A random variable is a mathematical object that takes on different values with a certain probability. For example, if we roll a fair six-sided die, the outcome is a random variable that can take on values from 1 to 6 with equal probability.
There are many different types of random variables, each with their own probability distribution. Some common distributions include the uniform distribution (where each outcome has equal probability), the normal distribution (also known as the bell curve), and the binomial distribution (which models the probability of a certain number of successes in a fixed number of trials).

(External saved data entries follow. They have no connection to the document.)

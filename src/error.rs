use thiserror::Error;

#[derive(Error, Debug)]
pub enum TransubError {
    #[error("IO error: {0}")]
    Io(#[from] std::io::Error),

    #[error("JSON serialization error: {0}")]
    Json(#[from] serde_json::Error),

    #[error("TOML parsing error: {0}")]
    Toml(#[from] toml::de::Error),

    #[error("HTTP request error: {0}")]
    Http(#[from] reqwest::Error),

    #[error("Transcription error: {0}")]
    Transcription(String),

    #[error("Translation error: {0}")]
    Translation(String),

    #[error("Configuration error: {0}")]
    Config(String),

    #[error("File not found: {0}")]
    FileNotFound(String),
}

pub type Result<T> = std::result::Result<T, TransubError>;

Once we have a random variable, we can use mathematical tools to analyze its behavior. The expected value of a random variable is the average value we would expect to get if we were to repeat the experiment many times. The variance measures how spread out the values of the random variable are, and the correlation measures how two random variables are related to each other.
Understanding these concepts and tools is important in many fields, including finance, engineering, and data science. By developing a solid understanding of chance and randomness in a mathematical framework, we can make better decisions and predictions in our daily lives and in the modern workplace.

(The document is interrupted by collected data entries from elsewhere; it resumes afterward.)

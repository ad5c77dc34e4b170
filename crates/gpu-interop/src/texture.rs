//! Texture descriptions and API-tagged texture handles.

use std::fmt;
use std::sync::atomic::{AtomicU64, Ordering};

use gl::types::{GLenum, GLuint};

use crate::format::{ApiKind, PixelFormat};
use crate::host::HostSurfaceRef;

/// Geometry and format of a texture.
#[derive(Debug, Clone, Copy, PartialEq, Eq, Hash)]
pub struct TextureDesc {
    pub width: u32,
    pub height: u32,
    pub format: PixelFormat,
}

impl TextureDesc {
    pub fn new(width: u32, height: u32, format: PixelFormat) -> Self {
        Self {
            width,
            height,
            format,
        }
    }

    /// Bytes in one unpadded row, or `None` if the format has no known size.
    pub fn row_bytes(&self) -> Option<usize> {
        Some(self.width as usize * self.format.bytes_per_pixel()?)
    }

    /// Bytes in a tightly packed image.
    pub fn image_bytes(&self) -> Option<usize> {
        Some(self.row_bytes()? * self.height as usize)
    }
}

/// The value a producer publishes so that other processes can open its
/// texture: the creating API plus the OS-level handle.
#[derive(Debug, Clone, Copy, PartialEq, Eq, Hash)]
pub struct ShareDescriptor {
    pub api: ApiKind,
    pub handle: u64,
}

/// Process-unique identity of a [`LocalTexture`]. Used to detect use of a
/// texture after the session that produced it has replaced or closed it.
#[derive(Debug, Clone, Copy, PartialEq, Eq, Hash)]
pub struct TextureId(u64);

impl TextureId {
    pub(crate) fn next() -> Self {
        static NEXT: AtomicU64 = AtomicU64::new(1);
        Self(NEXT.fetch_add(1, Ordering::Relaxed))
    }
}

/// API-specific texture object.
#[derive(Clone)]
pub enum RawTexture {
    Host(HostSurfaceRef),
    Gl {
        name: GLuint,
        target: GLenum,
    },
    #[cfg(target_os = "windows")]
    Dx11(windows::Win32::Graphics::Direct3D11::ID3D11Texture2D),
    #[cfg(target_os = "macos")]
    Metal(
        objc2::rc::Retained<
            objc2::runtime::ProtocolObject<dyn objc2_metal::MTLTexture>,
        >,
    ),
}

impl fmt::Debug for RawTexture {
    fn fmt(&self, f: &mut fmt::Formatter<'_>) -> fmt::Result {
        match self {
            RawTexture::Host(surface) => write!(f, "Host({:?})", surface.read().desc()),
            RawTexture::Gl { name, target } => write!(f, "Gl({name}, {target:#x})"),
            #[cfg(target_os = "windows")]
            RawTexture::Dx11(_) => f.write_str("Dx11"),
            #[cfg(target_os = "macos")]
            RawTexture::Metal(_) => f.write_str("Metal"),
        }
    }
}

/// A texture usable by one graphics API in this process.
#[derive(Debug, Clone)]
pub struct LocalTexture {
    id: TextureId,
    desc: TextureDesc,
    api: ApiKind,
    raw: RawTexture,
}

impl LocalTexture {
    pub(crate) fn new(desc: TextureDesc, api: ApiKind, raw: RawTexture) -> Self {
        Self {
            id: TextureId::next(),
            desc,
            api,
            raw,
        }
    }

    /// Wrap a caller-owned GL texture as a copy source or destination.
    pub fn from_gl(name: GLuint, target: GLenum, desc: TextureDesc) -> Self {
        Self::new(desc, ApiKind::OpenGl, RawTexture::Gl { name, target })
    }

    /// Allocate a private host-memory texture, zero-filled.
    ///
    /// Returns `None` for formats without a known texel size.
    pub fn new_host(desc: TextureDesc) -> Option<Self> {
        let surface = crate::host::HostSurface::allocate(desc)?;
        Some(Self::new(desc, ApiKind::Host, RawTexture::Host(surface)))
    }

    /// Wrap a caller-owned D3D11 texture.
    #[cfg(target_os = "windows")]
    pub fn from_dx11(
        texture: windows::Win32::Graphics::Direct3D11::ID3D11Texture2D,
        desc: TextureDesc,
    ) -> Self {
        Self::new(desc, ApiKind::Dx11, RawTexture::Dx11(texture))
    }

    /// Wrap a caller-owned Metal texture.
    #[cfg(target_os = "macos")]
    pub fn from_metal(
        texture: objc2::rc::Retained<
            objc2::runtime::ProtocolObject<dyn objc2_metal::MTLTexture>,
        >,
        desc: TextureDesc,
    ) -> Self {
        Self::new(desc, ApiKind::Metal, RawTexture::Metal(texture))
    }

    pub fn id(&self) -> TextureId {
        self.id
    }

    pub fn desc(&self) -> TextureDesc {
        self.desc
    }

    pub fn api(&self) -> ApiKind {
        self.api
    }

    pub fn raw(&self) -> &RawTexture {
        &self.raw
    }

    /// Read back a host texture as tightly packed rows. Mostly useful in tests
    /// and diagnostics; GPU textures return `None`.
    pub fn host_pixels(&self) -> Option<Vec<u8>> {
        match &self.raw {
            RawTexture::Host(surface) => Some(surface.read().pixels().to_vec()),
            #[allow(unreachable_patterns)]
            _ => None,
        }
    }
}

Consider a sequence of independent tosses of a coin that is biased so that it comes up heads with probability $3 / 4$ and tails with probability $1 / 4$. Let $X_i$ be 1 if the $i$ th toss comes up heads and 0 otherwise.
(a) Compute $E\left[X_1\right]$ and $\operatorname{Var}\left[X_1\right]$.

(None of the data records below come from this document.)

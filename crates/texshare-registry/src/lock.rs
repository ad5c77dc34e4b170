//! Cross-process lock serialising directory mutations.
//!
//! Held only while slots or the active pointer are being rewritten, never
//! across GPU work. An in-process mutex sits in front of the OS lock so that
//! threads sharing one registry handle also exclude each other.

use std::io;
use std::time::{Duration, Instant};

use parking_lot::{Mutex, MutexGuard};
use tracing::warn;

use crate::error::{RegistryError, Result};

const POLL_INTERVAL: Duration = Duration::from_millis(1);

pub struct SegmentLock {
    local: Mutex<OsLock>,
    timeout: Duration,
}

pub struct SegmentGuard<'a> {
    os: MutexGuard<'a, OsLock>,
}

impl Drop for SegmentGuard<'_> {
    fn drop(&mut self) {
        self.os.release();
    }
}

impl SegmentLock {
    pub fn open(segment_name: &str, timeout: Duration) -> Result<Self> {
        Ok(Self {
            local: Mutex::new(OsLock::open(segment_name)?),
            timeout,
        })
    }

    pub fn acquire(&self) -> Result<SegmentGuard<'_>> {
        let deadline = Instant::now() + self.timeout;
        let os = self
            .local
            .try_lock_until(deadline)
            .ok_or(RegistryError::LockTimeout)?;
        if !os.acquire(deadline)? {
            warn!("registry lock still held after {:?}", self.timeout);
            return Err(RegistryError::LockTimeout);
        }
        Ok(SegmentGuard { os })
    }
}

#[cfg(unix)]
mod imp {
    use std::fs::{File, OpenOptions};
    use std::os::unix::io::AsRawFd;
    use std::path::PathBuf;

    use super::*;

    pub struct OsLock {
        file: File,
    }

    pub fn lock_path(segment_name: &str) -> PathBuf {
        std::env::temp_dir().join(format!("{segment_name}.lock"))
    }

    impl OsLock {
        pub fn open(segment_name: &str) -> io::Result<Self> {
            let file = OpenOptions::new()
                .create(true)
                .truncate(false)
                .read(true)
                .write(true)
                .open(lock_path(segment_name))?;
            Ok(Self { file })
        }

        /// Poll a non-blocking `flock` until `deadline`.
        pub fn acquire(&self, deadline: Instant) -> io::Result<bool> {
            loop {
                let rc =
                    unsafe { libc::flock(self.file.as_raw_fd(), libc::LOCK_EX | libc::LOCK_NB) };
                if rc == 0 {
                    return Ok(true);
                }
                let err = io::Error::last_os_error();
                if err.raw_os_error() != Some(libc::EWOULDBLOCK) {
                    return Err(err);
                }
                if Instant::now() >= deadline {
                    return Ok(false);
                }
                std::thread::sleep(POLL_INTERVAL);
            }
        }

        pub fn release(&self) {
            unsafe {
                libc::flock(self.file.as_raw_fd(), libc::LOCK_UN);
            }
        }

        pub fn remove(segment_name: &str) -> io::Result<()> {
            match std::fs::remove_file(lock_path(segment_name)) {
                Err(e) if e.kind() != io::ErrorKind::NotFound => Err(e),
                _ => Ok(()),
            }
        }
    }
}

#[cfg(target_os = "windows")]
mod imp {
    use windows::core::HSTRING;
    use windows::Win32::Foundation::{
        CloseHandle, HANDLE, WAIT_ABANDONED, WAIT_OBJECT_0, WAIT_TIMEOUT,
    };
    use windows::Win32::System::Threading::{CreateMutexW, ReleaseMutex, WaitForSingleObject};

    use super::*;

    pub struct OsLock {
        mutex: HANDLE,
    }

    // SAFETY: the mutex handle is only used behind the in-process lock.
    unsafe impl Send for OsLock {}

    impl OsLock {
        pub fn open(segment_name: &str) -> io::Result<Self> {
            let name = HSTRING::from(format!("Local\\{segment_name}-lock"));
            let mutex = unsafe { CreateMutexW(None, false, &name) }.map_err(io::Error::from)?;
            Ok(Self { mutex })
        }

        pub fn acquire(&self, deadline: Instant) -> io::Result<bool> {
            let wait = deadline.saturating_duration_since(Instant::now());
            let status = unsafe { WaitForSingleObject(self.mutex, wait.as_millis() as u32) };
            match status {
                WAIT_OBJECT_0 => Ok(true),
                WAIT_ABANDONED => {
                    warn!("registry lock was abandoned by a crashed process");
                    Ok(true)
                }
                WAIT_TIMEOUT => Ok(false),
                _ => Err(io::Error::last_os_error()),
            }
        }

        pub fn release(&self) {
            unsafe {
                let _ = ReleaseMutex(self.mutex);
            }
        }

        pub fn remove(_segment_name: &str) -> io::Result<()> {
            Ok(())
        }
    }

    impl Drop for OsLock {
        fn drop(&mut self) {
            unsafe {
                let _ = CloseHandle(self.mutex);
            }
        }
    }
}

pub use imp::OsLock;

#[cfg(test)]
mod tests {
    use super::*;

    #[test]
    fn second_handle_times_out_while_first_holds() {
        let name = format!("txs-lock-{}", std::process::id());
        let first = SegmentLock::open(&name, Duration::from_millis(50)).unwrap();
        let second = SegmentLock::open(&name, Duration::from_millis(20)).unwrap();

        // The Windows mutex is owned per thread, so contend from another one.
        let contend = || std::thread::scope(|s| s.spawn(|| second.acquire().is_ok()).join().unwrap());

        let guard = first.acquire().unwrap();
        assert!(!contend());
        drop(guard);
        assert!(contend());

        OsLock::remove(&name).unwrap();
    }
}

ANSWER: $E\left[X_1\right]=3 / 4$ and
$$
\begin{aligned}
& E\left[X_1^2\right]=3 / 4 \text { so } \
& \quad \operatorname{Var}\left[X_1\right]=E\left[X^2\right]-E[X]^2=(3 / 4)-(3 / 4)^2=(3 / 4)(1 / 4)=3 / 16
\end{aligned}
$$
(b) Compute $\operatorname{Var}\left[X_1+2 X_2+3 X_3+4 X_4\right]$.
ANSWER: Using previous problem, additivity of variance for independent random variables, and general fact that $\operatorname{Var}[a Y]=a^2 \operatorname{Var}[Y]$, we find that
$$
\operatorname{Var}\left[X_1+2 X_2+3 X_3+4 X_4\right]=(3 / 16)(1+4+9+16)=90 / 16=45 / 8
$$
(c) Let $Y$ be the number of heads in the first 4800 tosses of the biased coin, i.e.,
$$
Y=\sum_{i=1}^{4800} X_i .
$$
Use a normal random variable to approximate the probability that $Y \geq 3690$. You may use the function $\Phi(a)=\frac{1}{\sqrt{2 \pi}} \int_{-\infty}^a e^{-x^2 / 2} d x$ in your answer.
ANSWER: $Y$ has expectation $4800 E\left[X_1\right]=3600$. It has variance $4800 \operatorname{Var}\left[X_1\right]=900$ and standard deviation 30 . We are are looking for the probability that $Y$ is more than three standard deviations above its mean. This is approximately the probability that standard normal random variable is three standard deviations above its mean, which is $1-\Phi(3)$.